A new sleep center study shows re-hospitalization of patients with chronic obstructive pulmonary disease (COPD) can be significantly reduced using a multi-faceted approach.
Published in Journal of Clinical Sleep Medicine, Steven Coughlin, PhD, Director of Strategy, Health Economics and Reimbursement at Philips Respironics, and colleagues used a retrospective approach to look at a quality improvement (QI) program and its effect on patients with COPD.
The program focused on COPD patients who had been hospitalized “twice in a single year as a result of acute COPD exacerbation.” Those patients were then treated according to a multi-faceted intervention plan that included:
● nocturnal administration of advanced positive airway pressure (PAP), or noninvasive positive pressure ventilation (NIPPV)
● medication reconciliation by a pharmacist
● adequate provision of oxygen
● patient education
● ongoing respiratory therapist-led care
The proportion of patients who were readmitted the following year decreased by almost 80%, from 397 to 9 out of the 397 patients that met all of the eligibility criteria. “A total of 70 patients died during within one year of the initiation of the intervention.”

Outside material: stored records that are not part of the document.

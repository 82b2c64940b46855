//! Dataset model and loaders for the shapesearch engine.
//!
//! The engine core treats data loading as a replaceable collaborator: anything
//! implementing [`DatasetLoader`] can hand it a [`ShapeDataset`] snapshot.
//! This crate ships the wire-format model plus three loaders:
//!
//! - [`HttpDatasetLoader`] fetches the dataset files from a remote store and
//!   caches them on disk (behind the `download_data` feature).
//! - [`DirDatasetLoader`] reads the dataset files from a local directory.
//! - [`MemoryDatasetLoader`] wraps an already-built in-memory snapshot,
//!   used by tests and by callers that assemble their own data.

use std::fs;
use std::path::{Path, PathBuf};

use tracing::{info, instrument};

pub mod model;
pub mod test_data;

#[cfg(feature = "download_data")]
mod fetch;

#[cfg(feature = "download_data")]
pub use fetch::HttpDatasetLoader;
pub use model::{
    BoundingBox, GeoType, POSTINGS_FILE_NAME, ReferenceMetadata, SHAPE_FILE_NAME, ShapeDataset,
    ShapeRecord, parse_shape_records,
};

mod error {
    use thiserror::Error;

    #[derive(Error, Debug)]
    pub enum DataError {
        #[error("IO error: {0}")]
        Io(#[from] std::io::Error),
        #[cfg(feature = "download_data")]
        #[error("HTTP error: {0}")]
        Http(#[from] reqwest::Error),
        #[error("Serialization error: {0}")]
        Serde(#[from] serde_json::Error),
        #[error("Shape record file not found at {0}")]
        ShapeFileNotFound(std::path::PathBuf),
        #[error("Dataset contained no usable shape records")]
        EmptyDataset,
        #[error("Unable to fetch `{file}`: {reason}")]
        FetchRejected { file: String, reason: String },
    }

    pub type Result<T> = std::result::Result<T, DataError>;
}

pub use error::{DataError, Result};

/// Default directory used to cache downloaded dataset files when the
/// `system-dirs` feature is disabled.
pub const CACHE_DIR_DEFAULT: &str = "./shapesearch_data";

/// Resolve the on-disk cache root for dataset files.
///
/// Honors the `SHAPESEARCH_DATA_DIR` environment variable, then the platform
/// cache directory (with the `system-dirs` feature), then
/// [`CACHE_DIR_DEFAULT`].
pub fn default_cache_dir() -> PathBuf {
    if let Ok(dir) = std::env::var("SHAPESEARCH_DATA_DIR") {
        return PathBuf::from(dir);
    }
    #[cfg(feature = "system-dirs")]
    if let Some(dirs) = directories::ProjectDirs::from("", "", "shapesearch") {
        return dirs.cache_dir().to_path_buf();
    }
    PathBuf::from(CACHE_DIR_DEFAULT)
}

/// A source of dataset snapshots.
///
/// Implementations own retrieval and caching; the engine core only ever sees
/// the returned snapshot. `version` selects a published dataset version
/// (`None` means current) and `force_refresh` bypasses any local cache.
pub trait DatasetLoader: Send + Sync {
    fn load_dataset(&self, version: Option<&str>, force_refresh: bool) -> Result<ShapeDataset>;
}

/// Loader that reads `shape_records.json` (required) and `ngram_postings.json`
/// (optional) from a local directory. `version` and `force_refresh` are
/// irrelevant for a plain directory and are ignored.
#[derive(Debug, Clone)]
pub struct DirDatasetLoader {
    dir: PathBuf,
}

impl DirDatasetLoader {
    pub fn new(dir: impl Into<PathBuf>) -> Self {
        Self { dir: dir.into() }
    }
}

impl DatasetLoader for DirDatasetLoader {
    #[instrument(name = "Load dataset from directory", skip_all, level = "info")]
    fn load_dataset(&self, _version: Option<&str>, _force_refresh: bool) -> Result<ShapeDataset> {
        read_dataset_dir(&self.dir)
    }
}

/// Loader serving a fixed in-memory snapshot.
#[derive(Debug, Clone, Default)]
pub struct MemoryDatasetLoader {
    dataset: ShapeDataset,
}

impl MemoryDatasetLoader {
    pub fn new(dataset: ShapeDataset) -> Self {
        Self { dataset }
    }
}

impl DatasetLoader for MemoryDatasetLoader {
    fn load_dataset(&self, _version: Option<&str>, _force_refresh: bool) -> Result<ShapeDataset> {
        if self.dataset.is_empty() {
            return Err(DataError::EmptyDataset);
        }
        Ok(self.dataset.clone())
    }
}

/// Read a dataset snapshot from `dir`.
///
/// The shape file must exist and parse as JSON; individual malformed records
/// within it are skipped. The postings file is optional.
pub fn read_dataset_dir(dir: &Path) -> Result<ShapeDataset> {
    let shape_path = dir.join(SHAPE_FILE_NAME);
    if !shape_path.exists() {
        return Err(DataError::ShapeFileNotFound(shape_path));
    }

    let raw = fs::read_to_string(&shape_path)?;
    let shapes = parse_shape_records(serde_json::from_str(&raw)?);
    if shapes.is_empty() {
        return Err(DataError::EmptyDataset);
    }

    let postings_path = dir.join(POSTINGS_FILE_NAME);
    let postings = if postings_path.exists() {
        let raw = fs::read_to_string(&postings_path)?;
        Some(serde_json::from_str(&raw)?)
    } else {
        None
    };

    info!(
        shapes = shapes.len(),
        has_postings = postings.is_some(),
        dir = %dir.display(),
        "Dataset read from directory"
    );
    Ok(ShapeDataset { shapes, postings })
}

/// Write a dataset snapshot into `dir`, creating it if necessary. Used both
/// by the download cache and by tooling that re-publishes snapshots.
pub fn write_dataset_dir(dir: &Path, dataset: &ShapeDataset) -> Result<()> {
    fs::create_dir_all(dir)?;
    let shapes: std::collections::HashMap<&str, &ShapeRecord> = dataset
        .shapes
        .iter()
        .map(|s| (s.reference_code.as_str(), s))
        .collect();
    fs::write(
        dir.join(SHAPE_FILE_NAME),
        serde_json::to_vec(&shapes)?,
    )?;
    if let Some(postings) = &dataset.postings {
        fs::write(dir.join(POSTINGS_FILE_NAME), serde_json::to_vec(postings)?)?;
    }
    info!(dir = %dir.display(), "Dataset cached to directory");
    Ok(())
}
//! Application-wide error types.

use thiserror::Error;

#[derive(Debug, Error)]
pub enum AppError {
    #[error("config error: {0}")]
    Config(String),

    #[error("logger error: {0}")]
    Logger(String),

    #[error("memory error: {0}")]
    Memory(String),

    #[error("comms error: {0}")]
    Comms(String),

    #[error("io error: {0}")]
    Io(#[from] std::io::Error),
}

#[cfg(test)]
mod tests {
    use super::*;
    use std::error::Error;

    #[test]
    fn config_error_display() {
        let e = AppError::Config("missing field".into());
        assert!(!e.to_string().is_empty());
        assert!(e.to_string().contains("missing field"));
    }

    #[test]
    fn memory_error_display() {
        let e = AppError::Memory("cannot write session".into());
        assert!(e.to_string().starts_with("memory error"));
        assert!(e.to_string().contains("cannot write session"));
    }

    #[test]
    fn comms_error_display() {
        let e = AppError::Comms("bind failed".into());
        assert!(e.to_string().contains("bind failed"));
    }

    #[test]
    fn io_error_converts() {
        let io_err = std::io::Error::new(std::io::ErrorKind::NotFound, "file missing");
        let e: AppError = io_err.into();
        assert!(e.to_string().contains("io error"));
        // satisfies std::error::Error trait
        let _: &dyn Error = &e;
    }
}
//! Signed session cookie.
//!
//! Value format: `{uuid}.{sig}` where `sig` is the first 32 hex chars of
//! `sha256("{secret}:{uuid}")`. A cookie that fails to parse or verify is
//! treated as absent, which starts a fresh session.

use std::sync::Arc;

use axum::http::{HeaderMap, header};
use sha2::{Digest, Sha256};
use tracing::{debug, warn};
use uuid::Uuid;

pub const COOKIE_NAME: &str = "courtside_session";

/// Used when `SECRET_KEY` is unset. Fine for local use only.
pub const DEV_SECRET: &str = "courtside-dev-secret-change-me";

const SIG_LEN: usize = 32;

#[derive(Clone)]
pub struct SessionCookies {
    secret: Arc<str>,
}

impl SessionCookies {
    pub fn new(secret: &str) -> Self {
        Self { secret: Arc::from(secret) }
    }

    /// Use `secret` when provided, otherwise fall back to [`DEV_SECRET`] with a warning.
    pub fn from_secret(secret: Option<&str>) -> Self {
        match secret.filter(|s| !s.is_empty()) {
            Some(secret) => Self::new(secret),
            None => {
                warn!("SECRET_KEY not set; session cookies are signed with the development default");
                Self::new(DEV_SECRET)
            }
        }
    }

    /// Issue a new random session id.
    pub fn new_session_id() -> String {
        Uuid::new_v4().to_string()
    }

    fn sign(&self, session_id: &str) -> String {
        let mut hasher = Sha256::new();
        hasher.update(self.secret.as_bytes());
        hasher.update(b":");
        hasher.update(session_id.as_bytes());
        let mut sig = hex::encode(hasher.finalize());
        sig.truncate(SIG_LEN);
        sig
    }

    /// Cookie value for `session_id`.
    pub fn encode(&self, session_id: &str) -> String {
        format!("{session_id}.{}", self.sign(session_id))
    }

    /// Verify a cookie value and return the session id it carries.
    pub fn decode(&self, value: &str) -> Option<String> {
        let (id, sig) = value.split_once('.')?;
        Uuid::parse_str(id).ok()?;
        if self.sign(id) == sig {
            Some(id.to_string())
        } else {
            debug!("session cookie signature mismatch");
            None
        }
    }

    /// Verified session id from the request's `Cookie` headers, if any.
    pub fn session_from_headers(&self, headers: &HeaderMap) -> Option<String> {
        headers
            .get_all(header::COOKIE)
            .iter()
            .filter_map(|v| v.to_str().ok())
            .flat_map(|v| v.split(';'))
            .filter_map(|pair| pair.trim().strip_prefix(COOKIE_NAME)?.strip_prefix('='))
            .find_map(|value| self.decode(value))
    }

    /// `Set-Cookie` header value for `session_id`.
    pub fn set_cookie(&self, session_id: &str) -> String {
        format!("{COOKIE_NAME}={}; HttpOnly; Path=/; SameSite=Lax", self.encode(session_id))
    }
}
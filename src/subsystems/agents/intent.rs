//! Intent routing — an ordered rule table over the normalized utterance.
//!
//! Rules are checked top to bottom and the first match wins. Keywords match
//! as plain substrings, so "hi" also fires inside "which" or "this". That
//! imprecision is long-standing behaviour and is kept as-is.

/// What the assistant should do with an utterance.
#[derive(Debug, Clone, Copy, PartialEq, Eq)]
pub enum Intent {
    /// `ai:` prefix: hand the remainder straight to the LLM.
    Delegate,
    Champion,
    Greeting,
    SmallTalk,
    Farewell,
    /// Nothing matched; try the player resolver, then the fallback text.
    Player,
}

pub const AI_PREFIX: &str = "ai:";

pub const GREETING_REPLY: &str = "Hey there! I'm your basketball knowledge assistant. Ask me about players, their teams, or get predictions about upcoming games and seasons!";
pub const SMALL_TALK_REPLY: &str = "I'm great, thanks for asking! Ready to talk basketball!";
pub const FAREWELL_REPLY: &str = "Goodbye! Come back anytime to talk basketball!";
pub const FALLBACK_REPLY: &str = "I'm not sure how to answer that. Try asking about a specific player's team, career years, active status, or get predictions about upcoming games!";

enum Trigger {
    Prefix(&'static str),
    AnyOf(&'static [&'static str]),
}

impl Trigger {
    fn matches(&self, text: &str) -> bool {
        match self {
            Trigger::Prefix(p) => text.starts_with(p),
            Trigger::AnyOf(words) => words.iter().any(|w| text.contains(w)),
        }
    }
}

struct Rule {
    trigger: Trigger,
    intent: Intent,
}

const RULES: &[Rule] = &[
    Rule { trigger: Trigger::Prefix(AI_PREFIX), intent: Intent::Delegate },
    Rule { trigger: Trigger::AnyOf(&["nba champion", "who won"]), intent: Intent::Champion },
    Rule { trigger: Trigger::AnyOf(&["hello", "hi", "hey"]), intent: Intent::Greeting },
    Rule {
        trigger: Trigger::AnyOf(&["how are you", "how's it going", "how you doing"]),
        intent: Intent::SmallTalk,
    },
    Rule { trigger: Trigger::AnyOf(&["bye", "goodbye"]), intent: Intent::Farewell },
];

/// Lower-case and trim. Every rule is evaluated against this form.
pub fn normalize(utterance: &str) -> String {
    utterance.trim().to_lowercase()
}

/// Classify an already-normalized utterance.
pub fn classify(normalized: &str) -> Intent {
    RULES
        .iter()
        .find(|rule| rule.trigger.matches(normalized))
        .map(|rule| rule.intent)
        .unwrap_or(Intent::Player)
}

/// Strip a case-insensitive `ai:` prefix, returning the trimmed remainder.
pub fn strip_ai_prefix(utterance: &str) -> Option<&str> {
    let trimmed = utterance.trim_start();
    let head = trimmed.get(..AI_PREFIX.len())?;
    head.eq_ignore_ascii_case(AI_PREFIX)
        .then(|| trimmed[AI_PREFIX.len()..].trim())
}

#[cfg(test)]
mod tests {
    use super::*;

    fn intent_of(s: &str) -> Intent {
        classify(&normalize(s))
    }

    #[test]
    fn greetings() {
        for s in ["Hello!", "hi", "  HEY there  "] {
            assert_eq!(intent_of(s), Intent::Greeting, "{s}");
        }
    }

    #[test]
    fn champion_beats_greeting() {
        assert_eq!(intent_of("Hi, who won in 2023?"), Intent::Champion);
        assert_eq!(intent_of("NBA champions"), Intent::Champion);
    }

    #[test]
    fn ai_prefix_beats_everything() {
        assert_eq!(intent_of("ai: hello, who won the nba championship?"), Intent::Delegate);
        assert_eq!(intent_of("  AI: hey"), Intent::Delegate);
    }

    #[test]
    fn substring_matching_is_not_word_based() {
        // "which" contains "hi"
        assert_eq!(intent_of("which team did lebron james play for"), Intent::Greeting);
    }

    #[test]
    fn small_talk_and_farewell() {
        assert_eq!(intent_of("how are you"), Intent::SmallTalk);
        assert_eq!(intent_of("how's it going"), Intent::SmallTalk);
        assert_eq!(intent_of("goodbye"), Intent::Farewell);
        assert_eq!(intent_of("bye now"), Intent::Farewell);
    }

    #[test]
    fn everything_else_goes_to_player_lookup() {
        assert_eq!(intent_of("lebron james"), Intent::Player);
        assert_eq!(intent_of("when did kobe bryant play"), Intent::Player);
        assert_eq!(intent_of(""), Intent::Player);
    }

    #[test]
    fn strip_prefix_keeps_original_case() {
        assert_eq!(strip_ai_prefix("AI:  Who is the GOAT? "), Some("Who is the GOAT?"));
        assert_eq!(strip_ai_prefix("ai:"), Some(""));
        assert_eq!(strip_ai_prefix("tell me about ai: stuff"), None);
        assert_eq!(strip_ai_prefix("a"), None);
    }
}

In a recent development, the Centers for Medicare and Medicaid Services (CMS) has begun tracking COPD-related re-hospitalizations. Additionally, the Agency of Healthcare Research and Quality (AHRQ) “classifies COPD as a condition for which good outpatient care can potentially reduce hospitalization, prevent complications, and reduce disease severity.” While this study focused on “only one quality improvement program and one sleep center, the authors say it provides enough information to warrant further research.”